Exercise goal: The required output is the complete data, repeated without alteration.

[Extracted data entries]
########################################

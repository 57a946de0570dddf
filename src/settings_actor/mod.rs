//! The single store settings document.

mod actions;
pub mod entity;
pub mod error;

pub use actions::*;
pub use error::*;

########################################

Answer:
repository 57a946de0570dddf
filename src/settings_actor/mod.rs
//! The single store settings document.

mod actions;
pub mod entity;
pub mod error;

pub use actions::*;
pub use error::*;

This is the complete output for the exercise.